Stored data:

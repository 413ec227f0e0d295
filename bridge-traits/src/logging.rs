//! Logging Abstractions
//!
//! Structured log entries, a format-string renderer, and the [`LoggerSink`]
//! trait that log destinations implement. The runtime fans every surviving
//! `tracing` event out to all configured sinks.

use chrono::{DateTime, Utc};
use serde::{Deserialize, Serialize};
use std::collections::HashMap;
use std::fmt;
use std::str::FromStr;

use crate::error::{BridgeError, Result};

/// Log level
#[derive(Debug, Clone, Copy, PartialEq, Eq, PartialOrd, Ord, Hash, Serialize, Deserialize)]
pub enum LogLevel {
    Trace,
    Debug,
    Info,
    Warn,
    Error,
}

impl LogLevel {
    pub fn as_str(&self) -> &'static str {
        match self {
            LogLevel::Trace => "TRACE",
            LogLevel::Debug => "DEBUG",
            LogLevel::Info => "INFO",
            LogLevel::Warn => "WARN",
            LogLevel::Error => "ERROR",
        }
    }
}

impl fmt::Display for LogLevel {
    fn fmt(&self, f: &mut fmt::Formatter<'_>) -> fmt::Result {
        f.write_str(self.as_str())
    }
}

impl FromStr for LogLevel {
    type Err = BridgeError;

    fn from_str(s: &str) -> Result<Self> {
        match s.trim().to_ascii_lowercase().as_str() {
            "trace" => Ok(LogLevel::Trace),
            "debug" => Ok(LogLevel::Debug),
            "info" => Ok(LogLevel::Info),
            "warn" | "warning" => Ok(LogLevel::Warn),
            "error" => Ok(LogLevel::Error),
            other => Err(BridgeError::OperationFailed(format!(
                "Unknown log level: {}",
                other
            ))),
        }
    }
}

/// Structured log entry
#[derive(Debug, Clone, Serialize, Deserialize)]
pub struct LogEntry {
    /// Log level
    pub level: LogLevel,
    /// Timestamp
    pub timestamp: DateTime<Utc>,
    /// Target module/component
    pub target: String,
    /// Log message
    pub message: String,
    /// Structured fields
    pub fields: HashMap<String, String>,
    /// Name of the span the event was emitted in
    pub span_id: Option<String>,
}

impl LogEntry {
    pub fn new(level: LogLevel, target: impl Into<String>, message: impl Into<String>) -> Self {
        Self {
            level,
            timestamp: Utc::now(),
            target: target.into(),
            message: message.into(),
            fields: HashMap::new(),
            span_id: None,
        }
    }

    pub fn with_field(mut self, key: impl Into<String>, value: impl Into<String>) -> Self {
        self.fields.insert(key.into(), value.into());
        self
    }

    pub fn with_span_id(mut self, span_id: impl Into<String>) -> Self {
        self.span_id = Some(span_id.into());
        self
    }

    pub fn with_timestamp(mut self, timestamp: DateTime<Utc>) -> Self {
        self.timestamp = timestamp;
        self
    }
}

#[derive(Debug, Clone, PartialEq, Eq)]
enum Segment {
    Literal(String),
    Timestamp,
    Level,
    Target,
    Message,
    Fields,
    Span,
}

/// Format-string renderer for [`LogEntry`] values.
///
/// Supported placeholders: `{timestamp}`, `{level}`, `{target}`, `{message}`,
/// `{fields}` and `{span}`. Anything else, including unknown placeholders, is
/// copied verbatim.
///
/// ```
/// use bridge_traits::logging::{LogEntry, LogFormatter, LogLevel};
///
/// let formatter = LogFormatter::new("[{level}] {message}{fields}");
/// let entry = LogEntry::new(LogLevel::Warn, "net", "slow request").with_field("ms", "950");
/// assert_eq!(formatter.render(&entry), "[WARN] slow request ms=950");
/// ```
#[derive(Debug, Clone, PartialEq, Eq)]
pub struct LogFormatter {
    template: String,
    segments: Vec<Segment>,
}

impl LogFormatter {
    pub const DEFAULT_TEMPLATE: &'static str = "{timestamp} [{level}] {target}: {message}{fields}";

    pub fn new(template: impl Into<String>) -> Self {
        let template = template.into();
        let segments = Self::parse(&template);
        Self { template, segments }
    }

    pub fn template(&self) -> &str {
        &self.template
    }

    fn parse(template: &str) -> Vec<Segment> {
        let mut segments = Vec::new();
        let mut literal = String::new();
        let mut rest = template;

        while let Some(open) = rest.find('{') {
            literal.push_str(&rest[..open]);
            let after = &rest[open..];

            let Some(close) = after.find('}') else {
                rest = after;
                break;
            };

            let placeholder = match &after[1..close] {
                "timestamp" => Some(Segment::Timestamp),
                "level" => Some(Segment::Level),
                "target" => Some(Segment::Target),
                "message" => Some(Segment::Message),
                "fields" => Some(Segment::Fields),
                "span" => Some(Segment::Span),
                _ => None,
            };

            match placeholder {
                Some(segment) => {
                    if !literal.is_empty() {
                        segments.push(Segment::Literal(std::mem::take(&mut literal)));
                    }
                    segments.push(segment);
                }
                None => literal.push_str(&after[..=close]),
            }

            rest = &after[close + 1..];
        }

        // Whatever is left, including an unclosed `{`, is literal text.
        literal.push_str(rest);
        if !literal.is_empty() {
            segments.push(Segment::Literal(literal));
        }

        segments
    }

    /// Renders an entry into a single line.
    pub fn render(&self, entry: &LogEntry) -> String {
        let mut out = String::with_capacity(self.template.len() + entry.message.len());

        for segment in &self.segments {
            match segment {
                Segment::Literal(text) => out.push_str(text),
                Segment::Timestamp => out.push_str(
                    &entry
                        .timestamp
                        .format("%Y-%m-%d %H:%M:%S%.3f")
                        .to_string(),
                ),
                Segment::Level => out.push_str(entry.level.as_str()),
                Segment::Target => out.push_str(&entry.target),
                Segment::Message => out.push_str(&entry.message),
                Segment::Fields => {
                    let mut keys: Vec<&String> = entry.fields.keys().collect();
                    keys.sort();
                    for key in keys {
                        out.push(' ');
                        out.push_str(key);
                        out.push('=');
                        out.push_str(&entry.fields[key]);
                    }
                }
                Segment::Span => out.push_str(entry.span_id.as_deref().unwrap_or("-")),
            }
        }

        out
    }
}

impl Default for LogFormatter {
    fn default() -> Self {
        Self::new(Self::DEFAULT_TEMPLATE)
    }
}

/// Logger sink trait
///
/// A log destination: console, file, host logging (OSLog, Logcat), or a
/// remote collector.
///
/// # Security
///
/// Implementations should ensure:
/// - No sensitive data (tokens, passwords) is logged
/// - Log levels respect debug/release build configurations
///
/// # Example
///
/// ```ignore
/// use bridge_traits::logging::{LoggerSink, LogEntry, LogLevel};
///
/// async fn log_error(logger: &dyn LoggerSink, error: &str) {
///     let entry = LogEntry::new(LogLevel::Error, "core", error)
///         .with_field("component", "network");
///     logger.log(entry).await.ok();
/// }
/// ```
#[async_trait::async_trait]
pub trait LoggerSink: Send + Sync {
    /// Forward a log entry to the destination
    async fn log(&self, entry: LogEntry) -> Result<()>;

    /// Flush any buffered logs
    async fn flush(&self) -> Result<()> {
        Ok(())
    }

    /// Get the minimum log level that will be processed
    ///
    /// Logs below this level are filtered out before reaching the sink.
    fn min_level(&self) -> LogLevel {
        LogLevel::Info
    }
}

/// Console logger writing formatted lines to stdout
#[derive(Debug, Clone)]
pub struct ConsoleLogger {
    pub min_level: LogLevel,
    pub formatter: LogFormatter,
}

impl ConsoleLogger {
    pub fn new(min_level: LogLevel) -> Self {
        Self {
            min_level,
            formatter: LogFormatter::default(),
        }
    }

    pub fn with_formatter(mut self, formatter: LogFormatter) -> Self {
        self.formatter = formatter;
        self
    }
}

impl Default for ConsoleLogger {
    fn default() -> Self {
        Self::new(LogLevel::Info)
    }
}

#[async_trait::async_trait]
impl LoggerSink for ConsoleLogger {
    async fn log(&self, entry: LogEntry) -> Result<()> {
        if entry.level >= self.min_level {
            println!("{}", self.formatter.render(&entry));
        }
        Ok(())
    }

    fn min_level(&self) -> LogLevel {
        self.min_level
    }
}

#[cfg(test)]
mod tests {
    use super::*;

    fn fixed_entry() -> LogEntry {
        LogEntry::new(LogLevel::Info, "core_network", "Request finished")
            .with_timestamp(DateTime::from_timestamp(1_700_000_000, 0).unwrap())
    }

    #[test]
    fn test_log_entry_builder() {
        let entry = LogEntry::new(LogLevel::Info, "test", "Test message")
            .with_field("user_id", "123")
            .with_span_id("refresh");

        assert_eq!(entry.level, LogLevel::Info);
        assert_eq!(entry.target, "test");
        assert_eq!(entry.message, "Test message");
        assert_eq!(entry.fields.get("user_id"), Some(&"123".to_string()));
        assert_eq!(entry.span_id, Some("refresh".to_string()));
    }

    #[test]
    fn test_level_parsing_and_ordering() {
        assert_eq!("info".parse::<LogLevel>().unwrap(), LogLevel::Info);
        assert_eq!("WARNING".parse::<LogLevel>().unwrap(), LogLevel::Warn);
        assert!("loud".parse::<LogLevel>().is_err());
        assert!(LogLevel::Trace < LogLevel::Debug);
        assert!(LogLevel::Warn < LogLevel::Error);
    }

    #[test]
    fn test_default_template() {
        let entry = fixed_entry().with_field("status", "200");
        let line = LogFormatter::default().render(&entry);
        assert_eq!(
            line,
            "2023-11-14 22:13:20.000 [INFO] core_network: Request finished status=200"
        );
    }

    #[test]
    fn test_fields_sorted_and_span_placeholder() {
        let entry = fixed_entry()
            .with_field("b", "2")
            .with_field("a", "1");
        let formatter = LogFormatter::new("{span}|{message}{fields}");

        assert_eq!(formatter.render(&entry), "-|Request finished a=1 b=2");
        assert_eq!(
            formatter.render(&entry.with_span_id("execute")),
            "execute|Request finished a=1 b=2"
        );
    }

    #[test]
    fn test_unknown_and_unclosed_placeholders_are_literal() {
        let formatter = LogFormatter::new("{level} {nope} {message} {oops");
        assert_eq!(
            formatter.render(&fixed_entry()),
            "INFO {nope} Request finished {oops"
        );
    }

    #[tokio::test]
    async fn test_console_logger() {
        let logger = ConsoleLogger::new(LogLevel::Debug);
        let entry = LogEntry::new(LogLevel::Info, "test", "Test log");

        logger.log(entry).await.unwrap();
        assert_eq!(logger.min_level(), LogLevel::Debug);
    }
}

Exercise brief
Copy each line from the data above that includes "oops".

Exercise output
        let formatter = LogFormatter::new("{level} {nope} {message} {oops");
            "INFO {nope} Request finished {oops"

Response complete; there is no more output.